Our Argument: Genetic Screening for a Purpose
Imagine this: your second child, a beautiful baby girl, is diagnosed with acute promyelocytic leukemia  at just two years of age. The prognosis is bleak, and your world is torn apart. She needs a bone marrow transplant, and you and your husband are both tested, as is your son, her older brother. None of you are matches. So you have two choices – let your precious daughter die, or make a match. Thus is the predicament of the mother in Jodi Picoult’s My Sister’s Keeper, a book that brings up many questions about the ethics of genetic engineering and embryo selection.
What does genetic screening entail?
Preimplantation genetic diagnosis, as embryo screening is also known, involves in vitro fertilization and testing of the embryonic cells for genetic variation indicating a propensity for a certain disease or condition. This practice is frowned upon by pro-life advocates, as it involves the discarding of embryos possessing the target allele, thus interfering in nature’s course and preventing the embryos from developing, being born, and living. It is also currently very impractical due to its expense and its unavailability – only rich families can afford this procedure, which may be repeated multiple times until viable embryos are found.
How would genetic screening benefit society?
The potential uses of this method of disease “insurance” could serve to eradicate hereditary diseases from the human race. From a medical standpoint, embryo selection can be used to determine the propensity of an embryo to develop into a child suffering from a specific illness. Mandatory genetic screening of embryos of people known to carry the alleles for fatal hereditary diseases, when instated, has huge implications. It is advisable to use genetic screening to only implant healthy embryos into the population, eliminating much unnecessary healthcare costs and removing these genetic risks from the population.
Where do you draw the line to avoid "designer babies" ?

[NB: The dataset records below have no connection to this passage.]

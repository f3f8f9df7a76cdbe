use crate::core::GridState;

pub struct GameRenderState<'a> {
    pub grid: &'a GridState,
    pub level_index: usize,
    pub notice: Option<String>,
}
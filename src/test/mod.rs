mod test_catalog;
mod test_victory;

It is important to note that the only embryos being discarded are those that would suffer from fatal hereditary diseases – fatal, meaning that the individual’s life span would be shortened due to this illness, and hereditary, indicating an ability to possibly pass the allele to offspring and perpetuate the disease. There is a line between appropriate use of this technique and situations which could allow for or encourage misuse of embryo screening. Thus, diseases that are genetic but are not hereditary (such as Down's Syndrome) should be excluded from this policy because they cannot be eradicated from society by embryo selection. Also, diseases that are debilitating but not fatal should not be selected against because there is not a definite, objective way to determine quality of life.

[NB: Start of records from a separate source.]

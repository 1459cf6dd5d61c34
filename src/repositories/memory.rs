use std::collections::BTreeMap;
use std::sync::Arc;

use async_trait::async_trait;
use time::OffsetDateTime;
use tokio::sync::Mutex;

use crate::error::{AppError, AppResult};
use crate::models::{
    CreateOrganization, CreateProject, CreateUser, JobTitle, Organization, Page, PageRequest,
    Project, ProjectFilter, ProjectStatus, Skill, UpdateProject, User, UserProject,
    UserProjectStatus,
};
use crate::repositories::{
    OrganizationStore, ProjectStore, SkillStore, UserProjectStore, UserStore,
};

/// In-memory implementation of every store, for tests and local runs
#[derive(Clone, Default)]
pub struct InMemoryStore {
    inner: Arc<Mutex<InMemoryStoreInner>>,
}

#[derive(Default)]
struct InMemoryStoreInner {
    next_id: i32,
    organizations: BTreeMap<i32, Organization>,
    projects: BTreeMap<i32, Project>,
    users: BTreeMap<i32, User>,
    user_projects: BTreeMap<i32, UserProject>,
    skills: BTreeMap<i32, Skill>,
    job_titles: BTreeMap<i32, JobTitle>,
    /// (user_id, skill_id, display_order)
    user_skills: Vec<(i32, i32, i32)>,
    /// (project_id, skill_id, display_order)
    project_skills: Vec<(i32, i32, i32)>,
}

impl InMemoryStoreInner {
    fn next_id(&mut self) -> i32 {
        self.next_id += 1;
        self.next_id
    }

    fn skills_of_project(&self, project_id: i32) -> Vec<i32> {
        self.project_skills
            .iter()
            .filter(|(p, _, _)| *p == project_id)
            .map(|(_, s, _)| *s)
            .collect()
    }

    /// Whether the organization already has a draft other than `except`
    fn has_draft(&self, organization_id: i32, except: Option<i32>) -> bool {
        self.projects.values().any(|p| {
            p.organization_id == organization_id
                && p.status == ProjectStatus::New
                && Some(p.id) != except
        })
    }

    /// Newest id first
    fn projects_desc(&self) -> impl Iterator<Item = &Project> {
        self.projects.values().rev()
    }
}

impl InMemoryStore {
    pub fn new() -> Self {
        Self::default()
    }

    /// Seed a job title lookup row
    pub async fn add_job_title(&self, name: &str, display_order: i32) -> JobTitle {
        let mut inner = self.inner.lock().await;
        let job_title = JobTitle {
            id: inner.next_id(),
            name: name.to_string(),
            display_order,
        };
        inner.job_titles.insert(job_title.id, job_title.clone());
        job_title
    }

    /// Number of skill tags on a project
    pub async fn project_skill_count(&self, project_id: i32) -> usize {
        let inner = self.inner.lock().await;
        inner.skills_of_project(project_id).len()
    }
}

#[async_trait]
impl ProjectStore for InMemoryStore {
    async fn find_by_id(&self, id: i32) -> AppResult<Option<Project>> {
        let inner = self.inner.lock().await;
        Ok(inner.projects.get(&id).cloned())
    }

    async fn find_by_name(&self, name: &str) -> AppResult<Option<Project>> {
        let inner = self.inner.lock().await;
        Ok(inner.projects.values().find(|p| p.name == name).cloned())
    }

    async fn find_by_name_and_organization(
        &self,
        name: &str,
        organization_id: i32,
    ) -> AppResult<Option<Project>> {
        let inner = self.inner.lock().await;
        Ok(inner
            .projects
            .values()
            .find(|p| p.name == name && p.organization_id == organization_id)
            .cloned())
    }

    async fn find_all(&self) -> AppResult<Vec<Project>> {
        let inner = self.inner.lock().await;
        Ok(inner.projects_desc().cloned().collect())
    }

    async fn search(
        &self,
        filter: &ProjectFilter,
        page: Option<PageRequest>,
    ) -> AppResult<Page<Project>> {
        let inner = self.inner.lock().await;
        let matching: Vec<Project> = inner
            .projects_desc()
            .filter(|p| filter.matches(p, &inner.skills_of_project(p.id)))
            .cloned()
            .collect();

        Ok(Page::slice(matching, page))
    }

    async fn find_by_organization(
        &self,
        organization_id: i32,
        status: Option<ProjectStatus>,
    ) -> AppResult<Vec<Project>> {
        let inner = self.inner.lock().await;
        Ok(inner
            .projects_desc()
            .filter(|p| p.organization_id == organization_id)
            .filter(|p| status.map_or(true, |s| s == p.status))
            .cloned()
            .collect())
    }

    async fn find_by_user(
        &self,
        user_id: i32,
        status: Option<UserProjectStatus>,
    ) -> AppResult<Vec<Project>> {
        let inner = self.inner.lock().await;
        let applied: Vec<i32> = inner
            .user_projects
            .values()
            .filter(|up| up.user_id == user_id)
            .filter(|up| status.map_or(true, |s| s == up.status))
            .map(|up| up.project_id)
            .collect();

        Ok(inner
            .projects_desc()
            .filter(|p| applied.contains(&p.id))
            .cloned()
            .collect())
    }

    async fn create(&self, input: &CreateProject) -> AppResult<Project> {
        let mut inner = self.inner.lock().await;
        if !inner.organizations.contains_key(&input.organization_id) {
            return Err(AppError::NotFound("Organization".to_string()));
        }
        let status = input.status_or_default();
        if status == ProjectStatus::New && inner.has_draft(input.organization_id, None) {
            return Err(AppError::Conflict("Draft project".to_string()));
        }

        let now = OffsetDateTime::now_utc();
        let project = Project {
            id: inner.next_id(),
            organization_id: input.organization_id,
            name: input.name.clone(),
            description: input.description.clone(),
            image_url: input.image_url.clone(),
            status,
            remote: input.remote_or_default(),
            city: input.city.clone(),
            country: input.country.clone(),
            job_title_id: input.job_title_id,
            created_at: now,
            updated_at: now,
        };
        inner.projects.insert(project.id, project.clone());
        Ok(project)
    }

    async fn update(&self, input: &UpdateProject) -> AppResult<Option<Project>> {
        let mut inner = self.inner.lock().await;
        let Some(organization_id) = inner.projects.get(&input.id).map(|p| p.organization_id) else {
            return Ok(None);
        };
        if input.status == ProjectStatus::New && inner.has_draft(organization_id, Some(input.id)) {
            return Err(AppError::Conflict("Draft project".to_string()));
        }
        let Some(project) = inner.projects.get_mut(&input.id) else {
            return Ok(None);
        };

        project.name = input.name.clone();
        project.description = input.description.clone();
        project.image_url = input.image_url.clone();
        project.status = input.status;
        project.remote = input.remote;
        project.city = input.city.clone();
        project.country = input.country.clone();
        project.job_title_id = input.job_title_id;
        project.updated_at = OffsetDateTime::now_utc();

        Ok(Some(project.clone()))
    }

    async fn update_image(&self, id: i32, image_url: Option<&str>) -> AppResult<()> {
        let mut inner = self.inner.lock().await;
        let project = inner
            .projects
            .get_mut(&id)
            .ok_or_else(|| AppError::NotFound("Project".to_string()))?;
        project.image_url = image_url.map(str::to_string);
        project.updated_at = OffsetDateTime::now_utc();
        Ok(())
    }

    async fn delete(&self, id: i32) -> AppResult<()> {
        let mut inner = self.inner.lock().await;
        if !inner.projects.contains_key(&id) {
            return Err(AppError::NotFound("Project".to_string()));
        }

        // Same referential rules as the Postgres schema
        let referenced = inner.user_projects.values().any(|up| up.project_id == id)
            || inner.project_skills.iter().any(|(p, _, _)| *p == id);
        if referenced {
            return Err(AppError::Referenced("Project".to_string()));
        }

        inner.projects.remove(&id);
        Ok(())
    }

    async fn find_job_titles(&self) -> AppResult<Vec<JobTitle>> {
        let inner = self.inner.lock().await;
        let mut job_titles: Vec<JobTitle> = inner.job_titles.values().cloned().collect();
        job_titles.sort_by_key(|j| (j.display_order, j.id));
        Ok(job_titles)
    }
}

#[async_trait]
impl OrganizationStore for InMemoryStore {
    async fn find_by_id(&self, id: i32) -> AppResult<Option<Organization>> {
        let inner = self.inner.lock().await;
        Ok(inner.organizations.get(&id).cloned())
    }

    async fn create(&self, input: &CreateOrganization) -> AppResult<Organization> {
        let mut inner = self.inner.lock().await;
        let organization = Organization {
            id: inner.next_id(),
            name: input.name.clone(),
            description: input.description.clone(),
            project_updated_time: None,
            created_at: OffsetDateTime::now_utc(),
        };
        inner
            .organizations
            .insert(organization.id, organization.clone());
        Ok(organization)
    }

    async fn set_project_updated_time(&self, id: i32, at: OffsetDateTime) -> AppResult<()> {
        let mut inner = self.inner.lock().await;
        let organization = inner
            .organizations
            .get_mut(&id)
            .ok_or_else(|| AppError::NotFound("Organization".to_string()))?;
        organization.project_updated_time = Some(at);
        Ok(())
    }
}

#[async_trait]
impl UserStore for InMemoryStore {
    async fn find_by_id(&self, id: i32) -> AppResult<Option<User>> {
        let inner = self.inner.lock().await;
        Ok(inner.users.get(&id).cloned())
    }

    async fn create(&self, input: &CreateUser) -> AppResult<User> {
        let mut inner = self.inner.lock().await;
        if !input.email.is_empty() && inner.users.values().any(|u| u.email == input.email) {
            return Err(AppError::Conflict("Email".to_string()));
        }

        let user = User {
            id: inner.next_id(),
            email: input.email.clone(),
            name: input.name.clone(),
            notify: input.notify,
            organization_id: input.organization_id,
            created_at: OffsetDateTime::now_utc(),
        };
        inner.users.insert(user.id, user.clone());
        Ok(user)
    }

    async fn find_by_organization(&self, organization_id: i32) -> AppResult<Vec<User>> {
        let inner = self.inner.lock().await;
        Ok(inner
            .users
            .values()
            .filter(|u| u.organization_id == Some(organization_id))
            .cloned()
            .collect())
    }

    async fn find_subscribers(&self) -> AppResult<Vec<User>> {
        let inner = self.inner.lock().await;
        Ok(inner.users.values().filter(|u| u.notify).cloned().collect())
    }
}

#[async_trait]
impl UserProjectStore for InMemoryStore {
    async fn find_by_user_project_and_status(
        &self,
        user_id: i32,
        project_id: i32,
        status: UserProjectStatus,
    ) -> AppResult<Vec<UserProject>> {
        let inner = self.inner.lock().await;
        Ok(inner
            .user_projects
            .values()
            .filter(|up| up.user_id == user_id && up.project_id == project_id)
            .filter(|up| up.status == status)
            .cloned()
            .collect())
    }

    async fn find_by_project(&self, project_id: i32) -> AppResult<Vec<UserProject>> {
        let inner = self.inner.lock().await;
        Ok(inner
            .user_projects
            .values()
            .filter(|up| up.project_id == project_id)
            .cloned()
            .collect())
    }

    async fn create(
        &self,
        user_id: i32,
        project_id: i32,
        status: UserProjectStatus,
    ) -> AppResult<UserProject> {
        // Check and insert under one lock, like the unique index
        let mut inner = self.inner.lock().await;
        let duplicate = inner.user_projects.values().any(|up| {
            up.user_id == user_id && up.project_id == project_id && up.status == status
        });
        if duplicate {
            return Err(AppError::Conflict("Application".to_string()));
        }

        let user_project = UserProject {
            id: inner.next_id(),
            user_id,
            project_id,
            status,
            created_at: OffsetDateTime::now_utc(),
        };
        inner
            .user_projects
            .insert(user_project.id, user_project.clone());
        Ok(user_project)
    }

    async fn delete_by_project_and_status(
        &self,
        project_id: i32,
        status: UserProjectStatus,
    ) -> AppResult<u64> {
        let mut inner = self.inner.lock().await;
        let before = inner.user_projects.len();
        inner
            .user_projects
            .retain(|_, up| !(up.project_id == project_id && up.status == status));
        Ok((before - inner.user_projects.len()) as u64)
    }
}

#[async_trait]
impl SkillStore for InMemoryStore {
    async fn create(&self, name: &str) -> AppResult<Skill> {
        let mut inner = self.inner.lock().await;
        if inner.skills.values().any(|s| s.name == name) {
            return Err(AppError::Conflict("Skill".to_string()));
        }

        let skill = Skill {
            id: inner.next_id(),
            name: name.to_string(),
        };
        inner.skills.insert(skill.id, skill.clone());
        Ok(skill)
    }

    async fn find_skills_for_user(&self, user_id: i32) -> AppResult<Vec<String>> {
        let inner = self.inner.lock().await;
        let mut tags: Vec<&(i32, i32, i32)> = inner
            .user_skills
            .iter()
            .filter(|(u, _, _)| *u == user_id)
            .collect();
        tags.sort_by_key(|(_, _, order)| *order);

        Ok(tags
            .into_iter()
            .filter_map(|(_, skill_id, _)| inner.skills.get(skill_id))
            .map(|s| s.name.clone())
            .collect())
    }

    async fn find_skills_for_project(&self, project_id: i32) -> AppResult<Vec<Skill>> {
        let inner = self.inner.lock().await;
        let mut tags: Vec<&(i32, i32, i32)> = inner
            .project_skills
            .iter()
            .filter(|(p, _, _)| *p == project_id)
            .collect();
        tags.sort_by_key(|(_, _, order)| *order);

        Ok(tags
            .into_iter()
            .filter_map(|(_, skill_id, _)| inner.skills.get(skill_id))
            .cloned()
            .collect())
    }

    async fn add_user_skill(
        &self,
        user_id: i32,
        skill_id: i32,
        display_order: i32,
    ) -> AppResult<()> {
        let mut inner = self.inner.lock().await;
        inner.user_skills.push((user_id, skill_id, display_order));
        Ok(())
    }

    async fn add_project_skill(
        &self,
        project_id: i32,
        skill_id: i32,
        display_order: i32,
    ) -> AppResult<()> {
        let mut inner = self.inner.lock().await;
        inner.project_skills.push((project_id, skill_id, display_order));
        Ok(())
    }

    async fn delete_project_skills(&self, project_id: i32) -> AppResult<u64> {
        let mut inner = self.inner.lock().await;
        let before = inner.project_skills.len();
        inner.project_skills.retain(|(p, _, _)| *p != project_id);
        Ok((before - inner.project_skills.len()) as u64)
    }
}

The subject of genetic engineering should never be taken lightly. Much of science’s frontiers are rife with inherent ethical and social implications that must be considered when making an argument either for or against embryo selection. When determining whether or not an embryo should be implanted, there are multiple factors to be considered. However, these aspects of the decision are not a defined right and wrong; there is a lot of gray area in decisions that call on ethics and morals, which vary greatly in any given population. The most controversial facets of genetic screening necessitate evaluation of quality of life, a completely subjective and insubstantial concept. Any ethical dilemmas facing embryo selection do not undermine its validity as a healthcare tool.
Embryo selection is only advisable when employed to ensure that individuals are not born with an illness that would shorten their life expectancy. Hereditary diseases such as Tay-sachs, Huntington's, cystic fibrosis, sickle-cell anemia, and dozens more burden society as people born with these diseases receive expensive medical care and support in order to survive. By implementing the practice of genetic screening worldwide, those diseases could eventually be eradicated. It is true, though, that using genetic screening as a means to pre-select unborn human beings is not only considered unethical and immoral by certain groups of people but would also lead to an essentially immobile societal class structure. Therefore, a carefully controlled practice from which all of society could benefit is key.
We would like to recognize that these practices are exceedingly expensive and that government subsidation would likely be necessary to fully implement preimplantation genetic diagnosis. We also acknowledge that currently only first-world countries would be able to afford such medical legislation, potentially causing a further rift between the "westernized" countries and the rest of the world. We do NOT condone ethno-centric practices, and our ideal genetic screening mandates would apply to every nation.
Discussion of the practice of genetic screening brings up many questions that yet remain unanswered, many with myriad ethical and social implications that are beyond the scope of this argument. We, the creators of this website, encourage extensive consideration of embryo selection, and we advise educating yourself on this topic and other controversial issues. For your edification and to aid in further personal research on this topic, here is a non-inclusive list of important questions to consider when arguing for or against embryo selection:
-- What is the role of government in healthcare? Is it appropriate for legislators to mandate any medical practice for the good of society?
-- How do you define quality of life, and how does this belief factor into your stance on embryo selection and designer babies?